§ **INFORMATION SHOWN**
//! WRDS (Wharton Research Data Services) loaders.
//!
//! Each loader runs one SQL template against the WRDS PostgreSQL service,
//! optionally restricted to an ISIN list in batches, and replaces a SQLite
//! table with the concatenated result. Remote execution needs the `wrds`
//! cargo feature.

use std::path::{Path, PathBuf};

use thiserror::Error;

use crate::config::{Settings, WrdsCredentials};
use crate::models::Table;
use crate::sink::lists::ISIN_LIST_FILE;
use crate::sink::{sqlite, SinkError};

pub const WRDS_HOST: &str = "wrds-pgdata.wharton.upenn.edu";
pub const WRDS_PORT: u16 = 9737;
pub const WRDS_DB: &str = "wrds";

/// ISINs per remote query.
pub const BATCH_SIZE: usize = 1000;

#[derive(Debug, Error)]
pub enum WrdsError {
    #[error("WRDS credentials not configured (set WRDS_USER and WRDS_PASS)")]
    MissingCredentials,

    #[error("WRDS support not compiled in (rebuild with --features wrds)")]
    FeatureDisabled,

    #[error("SQL file not found: {0}")]
    SqlMissing(PathBuf),

    #[error("ISIN list not found: {0}")]
    ListMissing(PathBuf),

    #[error("ISIN list is empty: {0}")]
    EmptyList(PathBuf),

    #[error("Query returned 0 rows for {0}")]
    NoRows(String),

    #[error("Result columns differ between batches")]
    ColumnMismatch,

    #[cfg(feature = "wrds")]
    #[error("PostgreSQL error: {0}")]
    Postgres(#[from] tokio_postgres::Error),

    #[error(transparent)]
    Sink(#[from] SinkError),

    #[error("IO error: {0}")]
    Io(#[from] std::io::Error),
}

/// One SQL template loaded into one SQLite table.
#[derive(Debug, Clone, PartialEq, Eq)]
pub struct WrdsLoader {
    pub sql_file: PathBuf,
    pub table: String,
    pub isin_list: Option<PathBuf>,
}

impl WrdsLoader {
    pub fn new(sql_file: PathBuf, table: &str) -> Self {
        Self {
            sql_file,
            table: table.to_string(),
            isin_list: None,
        }
    }

    pub fn with_isin_list(mut self, path: PathBuf) -> Self {
        self.isin_list = Some(path);
        self
    }
}

/// The four fundamentals loaders, in run order.
pub fn default_loaders(settings: &Settings) -> Vec<WrdsLoader> {
    let isin_list = settings.lists_dir().join(ISIN_LIST_FILE);
    vec![
        WrdsLoader::new(settings.sql_file("dl_funda_a_170.sql"), "funda_a_170"),
        WrdsLoader::new(settings.sql_file("dl_funda_q_170.sql"), "funda_q_170"),
        WrdsLoader::new(settings.sql_file("dl_funda_a_isin.sql"), "funda_a_isin")
            .with_isin_list(isin_list.clone()),
        WrdsLoader::new(settings.sql_file("dl_funda_q_isin.sql"), "funda_q_isin")
            .with_isin_list(isin_list),
    ]
}

/// Read a query template with trailing whitespace and semicolons removed.
pub fn load_template(path: &Path) -> Result<String, WrdsError> {
    if !path.exists() {
        return Err(WrdsError::SqlMissing(path.to_path_buf()));
    }
    let sql = std::fs::read_to_string(path)?;
    Ok(sql.trim_end().trim_end_matches(';').to_string())
}

/// Non-blank ISINs, one per line.
pub fn read_isin_list(path: &Path) -> Result<Vec<String>, WrdsError> {
    if !path.exists() {
        return Err(WrdsError::ListMissing(path.to_path_buf()));
    }
    let isins: Vec<String> = std::fs::read_to_string(path)?
        .lines()
        .map(str::trim)
        .filter(|l| !l.is_empty())
        .map(str::to_string)
        .collect();
    if isins.is_empty() {
        return Err(WrdsError::EmptyList(path.to_path_buf()));
    }
    Ok(isins)
}

/// Queries to run for `template`: the template itself without ISINs,
/// otherwise one query per batch with an `isin IN (...)` filter.
pub fn batch_queries(template: &str, isins: &[String], batch_size: usize) -> Vec<String> {
    if isins.is_empty() {
        return vec![template.to_string()];
    }
    let joiner = if template.to_ascii_uppercase().contains("WHERE") {
        "AND"
    } else {
        "WHERE"
    };
    isins
        .chunks(batch_size.max(1))
        .map(|batch| {
            let list = batch
                .iter()
                .map(|isin| format!("'{}'", isin.replace('\'', "''")))
                .collect::<Vec<_>>()
                .join(",");
            format!("{} {} isin IN ({})", template, joiner, list)
        })
        .collect()
}

/// Concatenate batch results. Batches without rows carry no columns and are
/// ignored.
pub fn concat_results(tables: Vec<Table>) -> Result<Table, WrdsError> {
    let mut combined: Option<Table> = None;
    for table in tables {
        if table.is_empty() {
            continue;
        }
        match combined.as_mut() {
            None => combined = Some(table),
            Some(acc) => acc.append(table).map_err(|_| WrdsError::ColumnMismatch)?,
        }
    }
    Ok(combined.unwrap_or_default())
}

#[cfg(feature = "wrds")]
mod remote {
    use rustls::ClientConfig;
    use tokio_postgres::config::SslMode;
    use tokio_postgres::SimpleQueryMessage;
    use tokio_postgres_rustls::MakeRustlsConnect;

    use super::*;

    fn build_rustls_config() -> ClientConfig {
        let mut root_store = rustls::RootCertStore::empty();
        let native = rustls_native_certs::load_native_certs();
        for e in &native.errors {
            tracing::warn!("Skipping native certificate: {}", e);
        }
        for cert in native.certs {
            root_store.add(cert).ok();
        }

        ClientConfig::builder()
            .with_root_certificates(root_store)
            .with_no_client_auth()
    }

    /// Connect over TLS and spawn the connection task.
    pub(super) async fn connect(
        credentials: &WrdsCredentials,
    ) -> Result<tokio_postgres::Client, tokio_postgres::Error> {
        let mut config = tokio_postgres::Config::new();
        config
            .host(WRDS_HOST)
            .port(WRDS_PORT)
            .dbname(WRDS_DB)
            .user(&credentials.user)
            .password(&credentials.password)
            .ssl_mode(SslMode::Require);

        let tls = MakeRustlsConnect::new(build_rustls_config());
        let (client, connection) = config.connect(tls).await?;
        tokio::spawn(async move {
            if let Err(e) = connection.await {
                tracing::error!("WRDS connection error: {}", e);
            }
        });
        Ok(client)
    }

    /// Run one query through the simple protocol so every value arrives as
    /// text.
    pub(super) async fn query_table(
        client: &tokio_postgres::Client,
        sql: &str,
    ) -> Result<Table, tokio_postgres::Error> {
        let mut table = Table::default();
        for message in client.simple_query(sql).await? {
            if let SimpleQueryMessage::Row(row) = message {
                if table.width() == 0 {
                    table = Table::new(row.columns().iter().map(|c| c.name().to_string()).collect());
                }
                table.push_row((0..row.len()).map(|i| row.get(i).map(str::to_string)).collect());
            }
        }
        Ok(table)
    }
}

#[cfg(feature = "wrds")]
async fn run_queries(credentials: &WrdsCredentials, queries: &[String]) -> Result<Vec<Table>, WrdsError> {
    let client = remote::connect(credentials).await?;
    let mut tables = Vec::with_capacity(queries.len());
    for (idx, sql) in queries.iter().enumerate() {
        let table = remote::query_table(&client, sql).await?;
        tracing::info!("Queried batch {}/{}: {} rows", idx + 1, queries.len(), table.len());
        tables.push(table);
    }
    Ok(tables)
}

#[cfg(not(feature = "wrds"))]
async fn run_queries(_credentials: &WrdsCredentials, _queries: &[String]) -> Result<Vec<Table>, WrdsError> {
    Err(WrdsError::FeatureDisabled)
}

/// Run `loader` and replace its SQLite table. Returns the rows loaded.
pub async fn run_loader(
    db_path: &Path,
    credentials: Option<&WrdsCredentials>,
    loader: &WrdsLoader,
) -> Result<usize, WrdsError> {
    let template = load_template(&loader.sql_file)?;
    let isins = match &loader.isin_list {
        Some(path) => {
            let isins = read_isin_list(path)?;
            tracing::info!("Loaded {} ISINs from {}", isins.len(), path.display());
            isins
        }
        None => Vec::new(),
    };
    let credentials = credentials.ok_or(WrdsError::MissingCredentials)?;

    let queries = batch_queries(&template, &isins, BATCH_SIZE);
    let table = concat_results(run_queries(credentials, &queries).await?)?;
    if table.is_empty() {
        return Err(WrdsError::NoRows(loader.sql_file.display().to_string()));
    }

    let mut conn = sqlite::open(db_path)?;
    Ok(sqlite::load_table(&mut conn, &loader.table, &table)?)
}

§ **WHAT THIS TASK INVOLVES**
Only the lines from the first line of the records through the line containing "replaces a SQLite" should be repeated, exactly as they appear.

§ **OUTPUT**
//! WRDS (Wharton Research Data Services) loaders.
//!
//! Each loader runs one SQL template against the WRDS PostgreSQL service,
//! optionally restricted to an ISIN list in batches, and replaces a SQLite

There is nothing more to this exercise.